╭──
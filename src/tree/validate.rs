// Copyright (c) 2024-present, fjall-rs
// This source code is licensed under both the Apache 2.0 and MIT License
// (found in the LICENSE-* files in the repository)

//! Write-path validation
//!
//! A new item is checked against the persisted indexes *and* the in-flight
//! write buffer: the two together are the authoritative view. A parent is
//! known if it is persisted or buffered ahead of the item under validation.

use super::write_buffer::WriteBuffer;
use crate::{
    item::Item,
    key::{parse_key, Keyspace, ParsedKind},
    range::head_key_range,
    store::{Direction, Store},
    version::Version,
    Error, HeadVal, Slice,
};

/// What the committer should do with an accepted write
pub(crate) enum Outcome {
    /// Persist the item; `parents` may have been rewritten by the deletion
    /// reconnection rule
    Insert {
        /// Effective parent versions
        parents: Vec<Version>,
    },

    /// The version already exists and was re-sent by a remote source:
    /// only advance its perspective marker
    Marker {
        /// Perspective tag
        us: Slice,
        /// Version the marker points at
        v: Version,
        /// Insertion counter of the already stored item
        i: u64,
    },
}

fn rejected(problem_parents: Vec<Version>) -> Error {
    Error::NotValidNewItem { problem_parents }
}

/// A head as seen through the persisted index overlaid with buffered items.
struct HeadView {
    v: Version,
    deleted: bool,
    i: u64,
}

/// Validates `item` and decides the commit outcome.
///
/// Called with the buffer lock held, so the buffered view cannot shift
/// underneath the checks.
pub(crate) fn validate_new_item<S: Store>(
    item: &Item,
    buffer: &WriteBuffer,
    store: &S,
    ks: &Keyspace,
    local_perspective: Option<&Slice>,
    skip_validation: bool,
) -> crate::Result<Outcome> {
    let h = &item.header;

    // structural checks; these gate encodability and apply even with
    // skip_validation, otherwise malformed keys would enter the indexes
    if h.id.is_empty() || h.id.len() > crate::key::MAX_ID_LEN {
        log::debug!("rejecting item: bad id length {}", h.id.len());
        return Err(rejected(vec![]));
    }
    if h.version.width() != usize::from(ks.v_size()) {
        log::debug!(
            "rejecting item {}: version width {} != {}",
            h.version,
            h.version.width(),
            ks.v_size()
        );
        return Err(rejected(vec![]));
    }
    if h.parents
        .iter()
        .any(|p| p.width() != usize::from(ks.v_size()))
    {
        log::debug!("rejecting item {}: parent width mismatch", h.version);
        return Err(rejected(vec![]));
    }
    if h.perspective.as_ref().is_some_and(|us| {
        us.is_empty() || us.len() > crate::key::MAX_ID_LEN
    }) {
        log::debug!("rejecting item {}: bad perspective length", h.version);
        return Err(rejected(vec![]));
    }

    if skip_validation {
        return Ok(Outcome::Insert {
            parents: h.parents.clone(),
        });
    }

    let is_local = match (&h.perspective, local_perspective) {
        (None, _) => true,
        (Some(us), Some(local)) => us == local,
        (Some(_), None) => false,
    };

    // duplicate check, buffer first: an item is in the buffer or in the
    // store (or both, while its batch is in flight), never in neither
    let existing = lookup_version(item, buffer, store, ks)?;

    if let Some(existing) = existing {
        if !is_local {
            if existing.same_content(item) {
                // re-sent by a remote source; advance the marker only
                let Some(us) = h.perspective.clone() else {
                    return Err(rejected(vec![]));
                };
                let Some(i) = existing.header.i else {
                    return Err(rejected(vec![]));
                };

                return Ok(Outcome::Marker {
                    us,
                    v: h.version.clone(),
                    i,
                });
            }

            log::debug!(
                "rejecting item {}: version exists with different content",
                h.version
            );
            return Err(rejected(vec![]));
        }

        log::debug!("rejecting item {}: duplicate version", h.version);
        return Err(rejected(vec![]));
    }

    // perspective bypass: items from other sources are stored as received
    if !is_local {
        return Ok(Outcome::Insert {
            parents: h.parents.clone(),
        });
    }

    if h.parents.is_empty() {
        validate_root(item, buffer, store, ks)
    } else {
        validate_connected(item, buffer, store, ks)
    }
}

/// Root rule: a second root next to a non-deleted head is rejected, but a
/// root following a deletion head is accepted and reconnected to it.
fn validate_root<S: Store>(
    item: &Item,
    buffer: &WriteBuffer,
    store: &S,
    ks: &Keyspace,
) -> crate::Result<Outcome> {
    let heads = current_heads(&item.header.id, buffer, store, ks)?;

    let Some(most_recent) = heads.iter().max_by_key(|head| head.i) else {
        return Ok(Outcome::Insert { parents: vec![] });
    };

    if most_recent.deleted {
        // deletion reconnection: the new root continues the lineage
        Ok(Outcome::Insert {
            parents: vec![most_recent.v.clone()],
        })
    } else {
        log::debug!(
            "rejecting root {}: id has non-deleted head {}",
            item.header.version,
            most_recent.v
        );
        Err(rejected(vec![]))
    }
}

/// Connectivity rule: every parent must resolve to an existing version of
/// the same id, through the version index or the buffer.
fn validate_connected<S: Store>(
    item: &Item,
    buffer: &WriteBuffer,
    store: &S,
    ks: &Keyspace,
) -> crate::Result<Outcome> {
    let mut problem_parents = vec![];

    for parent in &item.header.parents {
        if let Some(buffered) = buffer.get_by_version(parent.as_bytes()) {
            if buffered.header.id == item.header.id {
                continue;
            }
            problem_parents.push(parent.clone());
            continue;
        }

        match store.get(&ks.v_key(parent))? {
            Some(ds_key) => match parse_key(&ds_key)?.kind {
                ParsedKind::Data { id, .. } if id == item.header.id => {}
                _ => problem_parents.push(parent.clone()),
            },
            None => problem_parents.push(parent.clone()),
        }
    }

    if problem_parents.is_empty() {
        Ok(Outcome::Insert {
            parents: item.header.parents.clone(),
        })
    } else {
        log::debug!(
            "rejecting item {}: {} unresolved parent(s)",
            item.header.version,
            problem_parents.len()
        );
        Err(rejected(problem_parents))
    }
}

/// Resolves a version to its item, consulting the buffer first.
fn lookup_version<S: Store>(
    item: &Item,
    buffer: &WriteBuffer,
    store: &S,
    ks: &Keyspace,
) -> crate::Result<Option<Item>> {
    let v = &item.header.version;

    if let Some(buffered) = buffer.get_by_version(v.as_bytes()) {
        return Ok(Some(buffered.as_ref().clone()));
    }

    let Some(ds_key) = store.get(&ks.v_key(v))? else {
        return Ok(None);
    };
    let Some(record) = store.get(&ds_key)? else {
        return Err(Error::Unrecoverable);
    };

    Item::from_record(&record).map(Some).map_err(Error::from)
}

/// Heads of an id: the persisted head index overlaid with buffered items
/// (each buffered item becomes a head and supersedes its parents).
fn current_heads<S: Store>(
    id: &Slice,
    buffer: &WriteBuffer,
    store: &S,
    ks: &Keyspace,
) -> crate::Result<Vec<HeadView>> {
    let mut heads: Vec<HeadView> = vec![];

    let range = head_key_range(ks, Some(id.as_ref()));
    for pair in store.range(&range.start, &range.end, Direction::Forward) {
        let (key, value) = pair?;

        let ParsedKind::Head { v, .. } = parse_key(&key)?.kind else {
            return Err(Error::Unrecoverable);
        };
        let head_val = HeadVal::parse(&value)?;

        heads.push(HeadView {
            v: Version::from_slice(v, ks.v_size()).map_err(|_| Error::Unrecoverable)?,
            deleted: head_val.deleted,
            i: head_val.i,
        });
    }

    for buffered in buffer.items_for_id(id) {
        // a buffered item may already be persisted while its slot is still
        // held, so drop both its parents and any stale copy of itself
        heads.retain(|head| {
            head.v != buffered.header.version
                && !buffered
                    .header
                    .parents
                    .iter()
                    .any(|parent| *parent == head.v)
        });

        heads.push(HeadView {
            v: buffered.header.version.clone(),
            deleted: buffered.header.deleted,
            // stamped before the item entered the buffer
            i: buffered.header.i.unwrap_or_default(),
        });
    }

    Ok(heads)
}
╰──
- _Goal of the exercise_
Reproduce each line above that contains "both".

- _Task output_
// This source code is licensed under both the Apache 2.0 and MIT License
    // store (or both, while its batch is in flight), never in neither
        // held, so drop both its parents and any stale copy of itself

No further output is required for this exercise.